▶ ABOUT THIS EXERCISE
Should a line below contain the word "dropped", report it.

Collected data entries
■ ■ ■

use serde::Serialize;

use crate::board::{analyze_board_texture, BoardTexture};
use crate::cards::{dedup_cards, Card, GameStage, HoleCards, Position};
use crate::draws::{detect_draws, DrawInfo};
use crate::error::{AdvisorError, AdvisorResult};
use crate::hand_evaluator::{evaluate_hand_with, BestHandSolver, HandEvaluation, HandSolver};
use crate::narrative::{enrich, NarrativeAdvisor};
use crate::recommendation::{synthesize_traced, AnalysisInput, Recommendation, RuleId};

/// Full result of one analysis call.
#[derive(Debug, Clone, Serialize)]
#[serde(rename_all = "camelCase")]
pub struct Analysis {
    pub hole: HoleCards,
    pub community: Vec<Card>,
    pub stage: GameStage,
    pub position: Position,
    pub evaluation: HandEvaluation,
    pub texture: BoardTexture,
    pub draws: DrawInfo,
    pub rule: RuleId,
    pub recommendation: Recommendation,
}

impl Analysis {
    fn input(&self) -> AnalysisInput<'_> {
        AnalysisInput {
            hole: &self.hole,
            community: &self.community,
            stage: self.stage,
            evaluation: &self.evaluation,
            position: self.position,
        }
    }
}

/// Boundary over the engine: cleans the cards, derives the stage and runs
/// every component in order.
#[derive(Debug, Clone, Default)]
pub struct Advisor<S = BestHandSolver> {
    solver: S,
}

impl Advisor<BestHandSolver> {
    pub fn new() -> Self {
        Advisor::default()
    }
}

impl<S: HandSolver> Advisor<S> {
    pub fn with_solver(solver: S) -> Self {
        Advisor { solver }
    }

    pub fn analyze(
        &self,
        hole: &[Card],
        community: &[Card],
        position: Position,
    ) -> AdvisorResult<Analysis> {
        self.analyze_at(hole, community, None, position)
    }

    /// Like [`Advisor::analyze`]; `stage` overrides the one derived from the
    /// community card count.
    pub fn analyze_at(
        &self,
        hole: &[Card],
        community: &[Card],
        stage: Option<GameStage>,
        position: Position,
    ) -> AdvisorResult<Analysis> {
        let hole: HoleCards = match hole {
            [a, b] if a == b => return Err(AdvisorError::DuplicateCard(*a)),
            [a, b] => [*a, *b],
            _ => return Err(AdvisorError::InvalidHandSize(hole.len())),
        };
        if community.len() > 5 {
            return Err(AdvisorError::TooManyCommunityCards(community.len()));
        }

        let (community, dropped) = dedup_cards(&hole, community);
        if !dropped.is_empty() {
            log::debug!(
                "dropped duplicate cards: {}",
                dropped.iter().map(|c| c.to_string()).collect::<Vec<_>>().join(" ")
            );
        }

        let stage = match stage {
            Some(stage) => stage,
            None => GameStage::from_community_count(community.len())?,
        };

        let evaluation = evaluate_hand_with(&self.solver, &hole, &community)?;
        let texture = analyze_board_texture(&community);
        let draws = detect_draws(&hole, &community);
        let (rule, recommendation) = synthesize_traced(AnalysisInput {
            hole: &hole,
            community: &community,
            stage,
            evaluation: &evaluation,
            position,
        });

        Ok(Analysis {
            hole,
            community,
            stage,
            position,
            evaluation,
            texture,
            draws,
            rule,
            recommendation,
        })
    }

    /// Runs [`Advisor::analyze`], then asks `narrator` for commentary. The
    /// verdict is final before the narrator is consulted.
    pub fn analyze_with_narrative(
        &self,
        hole: &[Card],
        community: &[Card],
        position: Position,
        narrator: &dyn NarrativeAdvisor,
    ) -> AdvisorResult<Analysis> {
        let mut analysis = self.analyze(hole, community, position)?;
        let rec = enrich(analysis.recommendation.clone(), &analysis.input(), narrator);
        analysis.recommendation = rec;
        Ok(analysis)
    }
}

■ ■ ■

▶ FINISHED TASK
        let (community, dropped) = dedup_cards(&hole, community);
        if !dropped.is_empty() {
                "dropped duplicate cards: {}",
                dropped.iter().map(|c| c.to_string()).collect::<Vec<_>>().join(" ")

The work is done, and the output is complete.